I could go on lol...

As for attractions, we have a world-class Zoo that surpasses many others. The suburbs are worth taking a look too as they reflect the typical Singaporean lifestyle. Visit Clark Quay or Boat Quay for the nightlife. Esplanade for the music, theatre & arts. Chinatown has heaps of street stalls/shops to tantalize your senses. Sim Lim Square is a haven for technological purchases but Caveat Emptor!!

Hotels/restaurants: way too many. What is considered attractive/memorable to you?


----------



## civicblade (Aug 27, 2012)

Singapore is an island of convenience. It is like a giant hyper market. Most consumer items are within easy reach. How far can you place things apart on an island that is only 42km in length? 

To move away from Singapore and be happy, one must really consider the underlying reason why you want to make the move in the first place. 

Here are my top reasons for wanting to move away from Singapore:

1) Mandatory national service for male citizens. I believe the professonalism and integrity of the military service to be well below my acceptable standards therefore I do not want my boys to go through the same. 

2) Labour, human rights and freedom of speech is not up to developed countries' standards. Singapore allow exploitation of foreign dosmetic workers, imagine having someone work up to 16-18 hrs a day living in your house, 365 days a year without any rest days. This is happening in so called "first world" Singapore. Wages have to be kept low for many blue collar occupations so that Singapore can be competitive in the world market, this creates a large group of people living on or below the poverty line (poverty in a first world country) for the benefits of business. 

3) Very high population density. 

4) Conformist education system that produces good followers and automated workers but very few creative talents.

I want to add a 5th reason, this is going to make some Singaporean unhappy

5) More and more Singaporean are getting very backward in thinking after many years of being babysitted and mollycoddled by the nanny state in Singapore. I am stereotyping and over-generalising but I have the feeling that many Singaporeans are developing entitlement mindset and also behaving in sheep like manner. This is not the environment that I want my kids to grow up in; a society with closed minds, xenophobic, materialistic and a me-first attitude towards life, slowing losing their way of thinking objectively. Just take a look at internet comments section, forums and blogs of Singapore content, more than 99% of post are subjectively negative without objective discussion. It is kind of sad that we have developed to this stage.

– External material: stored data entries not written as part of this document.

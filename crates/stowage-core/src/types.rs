// SPDX-FileCopyrightText: 2026 Stowage Contributors
// SPDX-License-Identifier: MIT OR Apache-2.0

//! Common types shared by the archive pipeline and the platform adapters.

use std::collections::HashMap;

use serenity::all::{
    ChannelId, ChannelType, GuildId, PermissionOverwrite, PermissionOverwriteType, Permissions,
    RoleId, UserId,
};

use crate::error::StowageError;

/// Channel kinds that can be archived.
pub const ARCHIVABLE_KINDS: [ChannelType; 4] = [
    ChannelType::Text,
    ChannelType::Voice,
    ChannelType::Forum,
    ChannelType::News,
];

/// Returns `true` for text, voice, forum, and announcement channels.
pub fn is_archivable(kind: ChannelType) -> bool {
    ARCHIVABLE_KINDS.contains(&kind)
}

/// Health status reported by adapter health checks.
#[derive(Debug, Clone, PartialEq, Eq)]
pub enum HealthStatus {
    /// Adapter is fully operational.
    Healthy,
    /// Adapter is operational but experiencing issues.
    Degraded(String),
    /// Adapter is not operational.
    Unhealthy(String),
}

/// A guild channel as seen by the archive pipeline.
///
/// Holds the subset of platform state the pipeline reads: identity, kind,
/// parent category, and the permission overwrites currently in place.
#[derive(Debug, Clone)]
pub struct ChannelInfo {
    pub id: ChannelId,
    pub name: String,
    pub kind: ChannelType,
    pub parent_id: Option<ChannelId>,
    pub overwrites: Vec<PermissionOverwrite>,
}

impl ChannelInfo {
    /// Returns the overwrite for `principal`, if the channel has one.
    pub fn overwrite_for(&self, principal: PermissionOverwriteType) -> Option<&PermissionOverwrite> {
        self.overwrites.iter().find(|ow| ow.kind == principal)
    }

    /// Returns `true` if this channel is a category.
    pub fn is_category(&self) -> bool {
        self.kind == ChannelType::Category
    }
}

/// A guild member entry from the roster.
#[derive(Debug, Clone, PartialEq, Eq)]
pub struct GuildMember {
    pub id: UserId,
    /// Display tag used in log lines only.
    pub tag: String,
    pub bot: bool,
    pub roles: Vec<RoleId>,
}

/// Role permission table for one guild.
///
/// The `@everyone` role shares its id with the guild; its base permissions
/// apply to every member.
#[derive(Debug, Clone)]
pub struct ScopeRoles {
    pub owner_id: UserId,
    pub everyone: RoleId,
    pub roles: HashMap<RoleId, Permissions>,
}

impl ScopeRoles {
    /// Builds a role table for `guild_id`, deriving the `@everyone` role id.
    pub fn new(guild_id: GuildId, owner_id: UserId, roles: HashMap<RoleId, Permissions>) -> Self {
        Self {
            owner_id,
            everyone: everyone_role(guild_id),
            roles,
        }
    }

    /// Base permissions granted by `role`.
    pub fn role_permissions(&self, role: RoleId) -> Result<Permissions, StowageError> {
        self.roles
            .get(&role)
            .copied()
            .ok_or_else(|| StowageError::not_found("role", role))
    }

    /// The `@everyone` principal as an overwrite target.
    pub fn everyone_principal(&self) -> PermissionOverwriteType {
        PermissionOverwriteType::Role(self.everyone)
    }
}

/// The `@everyone` role id of a guild.
pub fn everyone_role(guild_id: GuildId) -> RoleId {
    RoleId::new(guild_id.get())
}

/// Context of a single slash-command invocation.
#[derive(Debug, Clone)]
pub struct Invocation {
    pub command: String,
    pub guild_id: GuildId,
    pub channel_id: ChannelId,
    pub user_id: UserId,
    /// Guild-level permissions of the invoking member as resolved by the platform.
    pub member_permissions: Permissions,
}

impl Invocation {
    pub fn is_administrator(&self) -> bool {
        self.member_permissions.contains(Permissions::ADMINISTRATOR)
    }
}

#[cfg(test)]
mod tests {
    use super::*;

    #[test]
    fn archivable_kinds_are_exactly_four() {
        assert!(is_archivable(ChannelType::Text));
        assert!(is_archivable(ChannelType::Voice));
        assert!(is_archivable(ChannelType::Forum));
        assert!(is_archivable(ChannelType::News));

        assert!(!is_archivable(ChannelType::Category));
        assert!(!is_archivable(ChannelType::Stage));
        assert!(!is_archivable(ChannelType::PublicThread));
        assert!(!is_archivable(ChannelType::Private));
    }

    #[test]
    fn everyone_role_shares_guild_id() {
        let guild = GuildId::new(4242);
        assert_eq!(everyone_role(guild), RoleId::new(4242));
        let scope = ScopeRoles::new(guild, UserId::new(1), HashMap::new());
        assert_eq!(
            scope.everyone_principal(),
            PermissionOverwriteType::Role(RoleId::new(4242))
        );
    }

    #[test]
    fn unknown_role_is_not_found() {
        let scope = ScopeRoles::new(GuildId::new(1), UserId::new(2), HashMap::new());
        let err = scope.role_permissions(RoleId::new(99)).unwrap_err();
        assert!(matches!(err, StowageError::NotFound { ref kind, .. } if kind == "role"));
    }

    #[test]
    fn administrator_invocation() {
        let mut inv = Invocation {
            command: "archive".into(),
            guild_id: GuildId::new(1),
            channel_id: ChannelId::new(2),
            user_id: UserId::new(3),
            member_permissions: Permissions::MANAGE_CHANNELS,
        };
        assert!(!inv.is_administrator());
        inv.member_permissions |= Permissions::ADMINISTRATOR;
        assert!(inv.is_administrator());
    }
}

PS: I was born and raised in Singapore.


----------



## ronnie15 (Dec 17, 2012)

Having stayed in Malaysia for all my life, coming to Singapore was a good change. As you guys might have heard, Malaysia isn't exactly a very ideal place for the Chinese population to live in what with the gov being more biased towards another race. Its hard for us to get high level jobs or even get into top universities because of the quota system that mandates that a certain percentage of seats be left open just for the Malays as compared to Singapore which focuses more on meritocracy. 

Also, Singapore is no doubt a much safer place to live in. Parents allow their young kids to take get around with public transport comfortably and without worrying. You rarely hear of rape/murder cases happening or the police force being silenced by money etc 

Yes I do admit that living in Singapore is really pretty stressful with everybody being so competitive. The cost of living is extremely high with most families trying to make ends meet with two wage earners at home. Young kids are forced to grow up faster with the accompaniment of their maids etc. 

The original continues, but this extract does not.